## [Exercise aim]
Give back only the lines in the records below from the one with "tail.pop_front();" to the one with "if let Err(e)", both inclusive, word for word.

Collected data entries
******************************

//! Engine child process: spawning, liveness, termination and stderr capture.

use crate::error::{Result, SenseVoiceError};
use crate::stt::protocol::EngineCommand;
use std::collections::VecDeque;
use std::fmt;
use std::io::{self, BufRead, BufReader};
use std::process::{Child, ChildStderr, ChildStdin, ChildStdout, Command, ExitStatus, Stdio};
use std::sync::atomic::{AtomicBool, Ordering};
use std::sync::{Arc, Mutex, MutexGuard, PoisonError};
use std::thread::{self, JoinHandle};
use std::time::{Duration, Instant};

const EXIT_POLL_INTERVAL: Duration = Duration::from_millis(10);

/// Lifecycle of the engine process.
///
/// Transitions are monotonic: once a terminal state is recorded it never
/// changes again.
#[derive(Debug, Clone, Copy, PartialEq, Eq)]
pub enum ProcessState {
    NotStarted,
    Running,
    ExitedCleanly,
    /// Non-zero exit. `None` when the process was ended by a signal.
    ExitedWithError(Option<i32>),
    /// Terminated by us after failing to exit on its own.
    Killed,
}

impl ProcessState {
    pub fn is_terminal(self) -> bool {
        matches!(
            self,
            ProcessState::ExitedCleanly | ProcessState::ExitedWithError(_) | ProcessState::Killed
        )
    }

    pub fn is_running(self) -> bool {
        self == ProcessState::Running
    }

    fn from_status(status: ExitStatus) -> Self {
        if status.success() {
            ProcessState::ExitedCleanly
        } else {
            ProcessState::ExitedWithError(status.code())
        }
    }
}

impl fmt::Display for ProcessState {
    fn fmt(&self, f: &mut fmt::Formatter<'_>) -> fmt::Result {
        match self {
            ProcessState::NotStarted => f.write_str("not started"),
            ProcessState::Running => f.write_str("running"),
            ProcessState::ExitedCleanly => f.write_str("exited cleanly"),
            ProcessState::ExitedWithError(Some(code)) => write!(f, "exited with code {code}"),
            ProcessState::ExitedWithError(None) => f.write_str("exited by signal"),
            ProcessState::Killed => f.write_str("killed"),
        }
    }
}

/// Shared handle to the engine process, used for liveness checks and
/// forced termination. The stdio pipes are not part of the handle; they
/// belong exclusively to the worker.
#[derive(Clone)]
pub struct ProcessHandle {
    child: Arc<Mutex<Child>>,
    state: Arc<Mutex<ProcessState>>,
    kill_requested: Arc<AtomicBool>,
    pid: u32,
}

impl fmt::Debug for ProcessHandle {
    fn fmt(&self, f: &mut fmt::Formatter<'_>) -> fmt::Result {
        f.debug_struct("ProcessHandle")
            .field("pid", &self.pid)
            .field("state", &self.state())
            .finish()
    }
}

impl ProcessHandle {
    fn new(child: Child) -> Self {
        let pid = child.id();
        Self {
            child: Arc::new(Mutex::new(child)),
            state: Arc::new(Mutex::new(ProcessState::Running)),
            kill_requested: Arc::new(AtomicBool::new(false)),
            pid,
        }
    }

    pub fn pid(&self) -> u32 {
        self.pid
    }

    /// Last recorded state. Does not poll the OS; see [`Self::try_status`].
    pub fn state(&self) -> ProcessState {
        *lock(&self.state)
    }

    fn record(&self, next: ProcessState) -> ProcessState {
        let mut state = lock(&self.state);
        if !state.is_terminal() {
            *state = next;
        }
        *state
    }

    fn settle(&self, status: ExitStatus) -> ProcessState {
        let next = if self.kill_requested.load(Ordering::SeqCst) && !status.success() {
            ProcessState::Killed
        } else {
            ProcessState::from_status(status)
        };
        self.record(next)
    }

    /// Non-blocking exit check. Returns the terminal state if the process
    /// has exited, `None` while it is still running.
    pub fn try_status(&self) -> io::Result<Option<ProcessState>> {
        if self.state().is_terminal() {
            return Ok(Some(self.state()));
        }
        let status = lock(&self.child).try_wait()?;
        Ok(status.map(|status| self.settle(status)))
    }

    /// Wait up to `timeout` for the process to exit.
    pub fn wait_timeout(&self, timeout: Duration) -> io::Result<Option<ProcessState>> {
        let deadline = Instant::now() + timeout;
        loop {
            if let Some(state) = self.try_status()? {
                return Ok(Some(state));
            }
            if Instant::now() >= deadline {
                return Ok(None);
            }
            thread::sleep(EXIT_POLL_INTERVAL);
        }
    }

    /// Ask the process to stop: SIGTERM on Unix, a hard kill elsewhere.
    ///
    /// No-op if it has already been reaped.
    pub fn terminate(&self) -> io::Result<()> {
        let mut child = lock(&self.child);
        // Holding the lock across the check and the signal keeps the pid
        // from being reaped (and reused) in between.
        if let Some(status) = child.try_wait()? {
            drop(child);
            self.settle(status);
            return Ok(());
        }
        self.kill_requested.store(true, Ordering::SeqCst);
        send_terminate(&mut child)
    }

    /// Hard kill. No-op if it has already been reaped.
    pub fn kill(&self) -> io::Result<()> {
        let mut child = lock(&self.child);
        if let Some(status) = child.try_wait()? {
            drop(child);
            self.settle(status);
            return Ok(());
        }
        self.kill_requested.store(true, Ordering::SeqCst);
        child.kill()
    }

    /// Wait for a graceful exit, then escalate: terminate, wait again, kill.
    ///
    /// Always leaves the process reaped and returns its final state.
    pub fn reap(&self, grace: Duration) -> io::Result<ProcessState> {
        if let Some(state) = self.wait_timeout(grace)? {
            return Ok(state);
        }

        tracing::warn!(pid = self.pid, ?grace, "engine did not exit in time, terminating");
        self.terminate()?;
        if let Some(state) = self.wait_timeout(grace)? {
            return Ok(state);
        }

        tracing::warn!(pid = self.pid, "engine ignored terminate, killing");
        self.kill()?;
        let status = lock(&self.child).wait()?;
        Ok(self.settle(status))
    }
}

#[cfg(unix)]
fn send_terminate(child: &mut Child) -> io::Result<()> {
    let pid = libc::pid_t::try_from(child.id())
        .map_err(|e| io::Error::new(io::ErrorKind::InvalidInput, e))?;
    // SAFETY: kill(2) has no memory-safety preconditions; the pid belongs to
    // our unreaped child, so it cannot name an unrelated process.
    let rc = unsafe { libc::kill(pid, libc::SIGTERM) };
    if rc == 0 {
        Ok(())
    } else {
        Err(io::Error::last_os_error())
    }
}

#[cfg(not(unix))]
fn send_terminate(child: &mut Child) -> io::Result<()> {
    child.kill()
}

fn lock<T>(mutex: &Mutex<T>) -> MutexGuard<'_, T> {
    mutex.lock().unwrap_or_else(PoisonError::into_inner)
}

/// Bounded tail of the engine's stderr.
///
/// A background thread drains the pipe continuously so the engine never
/// blocks on a full stderr buffer; only the last `capacity` lines are kept.
pub struct StderrTail {
    lines: Arc<Mutex<VecDeque<String>>>,
    reader: Option<JoinHandle<()>>,
}

impl StderrTail {
    pub fn collect(stderr: ChildStderr, capacity: usize) -> Result<Self> {
        let lines = Arc::new(Mutex::new(VecDeque::with_capacity(capacity)));
        let sink = lines.clone();
        let reader = thread::Builder::new()
            .name("sensevoice-stderr".to_string())
            .spawn(move || {
                let mut reader = BufReader::new(stderr);
                let mut buf = Vec::new();
                loop {
                    buf.clear();
                    match reader.read_until(b'\n', &mut buf) {
                        Ok(0) | Err(_) => break,
                        Ok(_) => {
                            let line = String::from_utf8_lossy(&buf);
                            let line = line.trim_end_matches(['\n', '\r']).to_string();
                            let mut tail = lock(&sink);
                            if tail.len() == capacity {
                                tail.pop_front();
                            }
                            if capacity > 0 {
                                tail.push_back(line);
                            }
                        }
                    }
                }
            })?;

        Ok(Self {
            lines,
            reader: Some(reader),
        })
    }

    /// Lines captured so far.
    pub fn snapshot(&self) -> Vec<String> {
        lock(&self.lines).iter().cloned().collect()
    }

    /// Wait up to `timeout` for the pipe to close, then return the tail.
    ///
    /// If something else still holds the pipe open the reader is detached
    /// and whatever was captured so far is returned.
    pub fn finish(&mut self, timeout: Duration) -> Vec<String> {
        let deadline = Instant::now() + timeout;
        if let Some(reader) = self.reader.take() {
            while !reader.is_finished() && Instant::now() < deadline {
                thread::sleep(EXIT_POLL_INTERVAL);
            }
            if reader.is_finished() {
                if reader.join().is_err() {
                    tracing::warn!("stderr reader thread panicked");
                }
            } else {
                tracing::debug!("stderr still open after engine exit, detaching reader");
            }
        }
        self.snapshot()
    }
}

/// A freshly spawned engine with its pipes split out.
pub struct EngineProcess {
    pub handle: ProcessHandle,
    pub stdin: ChildStdin,
    pub stdout: ChildStdout,
    pub stderr: StderrTail,
}

/// Launch the engine with all three stdio streams piped.
pub fn spawn(command: &EngineCommand, stderr_tail_lines: usize) -> Result<EngineProcess> {
    let spawn_error = |source: io::Error| SenseVoiceError::Spawn {
        executable: command.executable.display().to_string(),
        source,
    };

    let mut child = Command::new(&command.executable)
        .args(command.args())
        .stdin(Stdio::piped())
        .stdout(Stdio::piped())
        .stderr(Stdio::piped())
        .spawn()
        .map_err(spawn_error)?;

    let (Some(stdin), Some(stdout), Some(stderr)) =
        (child.stdin.take(), child.stdout.take(), child.stderr.take())
    else {
        if let Err(e) = child.kill() {
            tracing::debug!(error = %e, "failed to kill engine with missing pipes");
        }
        return Err(spawn_error(io::Error::other("engine stdio pipes unavailable")));
    };

    tracing::info!(
        pid = child.id(),
        executable = %command.executable.display(),
        model = %command.model_path.display(),
        language = %command.language,
        itn = command.itn,
        "spawned engine"
    );

    let handle = ProcessHandle::new(child);
    let stderr = match StderrTail::collect(stderr, stderr_tail_lines) {
        Ok(tail) => tail,
        Err(e) => {
            if let Err(kill_err) = handle.kill() {
                tracing::debug!(error = %kill_err, "failed to kill engine after setup error");
            }
            return Err(e);
        }
    };

    Ok(EngineProcess {
        handle,
        stdin,
        stdout,
        stderr,
    })
}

******************************

## [Final answer]
                                tail.pop_front();
                            }
                            if capacity > 0 {
                                tail.push_back(line);
                            }
                        }
                    }
                }
            })?;

        Ok(Self {
            lines,
            reader: Some(reader),
        })
    }

    /// Lines captured so far.
    pub fn snapshot(&self) -> Vec<String> {
        lock(&self.lines).iter().cloned().collect()
    }

    /// Wait up to `timeout` for the pipe to close, then return the tail.
    ///
    /// If something else still holds the pipe open the reader is detached
    /// and whatever was captured so far is returned.
    pub fn finish(&mut self, timeout: Duration) -> Vec<String> {
        let deadline = Instant::now() + timeout;
        if let Some(reader) = self.reader.take() {
            while !reader.is_finished() && Instant::now() < deadline {
                thread::sleep(EXIT_POLL_INTERVAL);
            }
            if reader.is_finished() {
                if reader.join().is_err() {
                    tracing::warn!("stderr reader thread panicked");
                }
            } else {
                tracing::debug!("stderr still open after engine exit, detaching reader");
            }
        }
        self.snapshot()
    }
}

/// A freshly spawned engine with its pipes split out.
pub struct EngineProcess {
    pub handle: ProcessHandle,
    pub stdin: ChildStdin,
    pub stdout: ChildStdout,
    pub stderr: StderrTail,
}

/// Launch the engine with all three stdio streams piped.
pub fn spawn(command: &EngineCommand, stderr_tail_lines: usize) -> Result<EngineProcess> {
    let spawn_error = |source: io::Error| SenseVoiceError::Spawn {
        executable: command.executable.display().to_string(),
        source,
    };

    let mut child = Command::new(&command.executable)
        .args(command.args())
        .stdin(Stdio::piped())
        .stdout(Stdio::piped())
        .stderr(Stdio::piped())
        .spawn()
        .map_err(spawn_error)?;

    let (Some(stdin), Some(stdout), Some(stderr)) =
        (child.stdin.take(), child.stdout.take(), child.stderr.take())
    else {
        if let Err(e) = child.kill() {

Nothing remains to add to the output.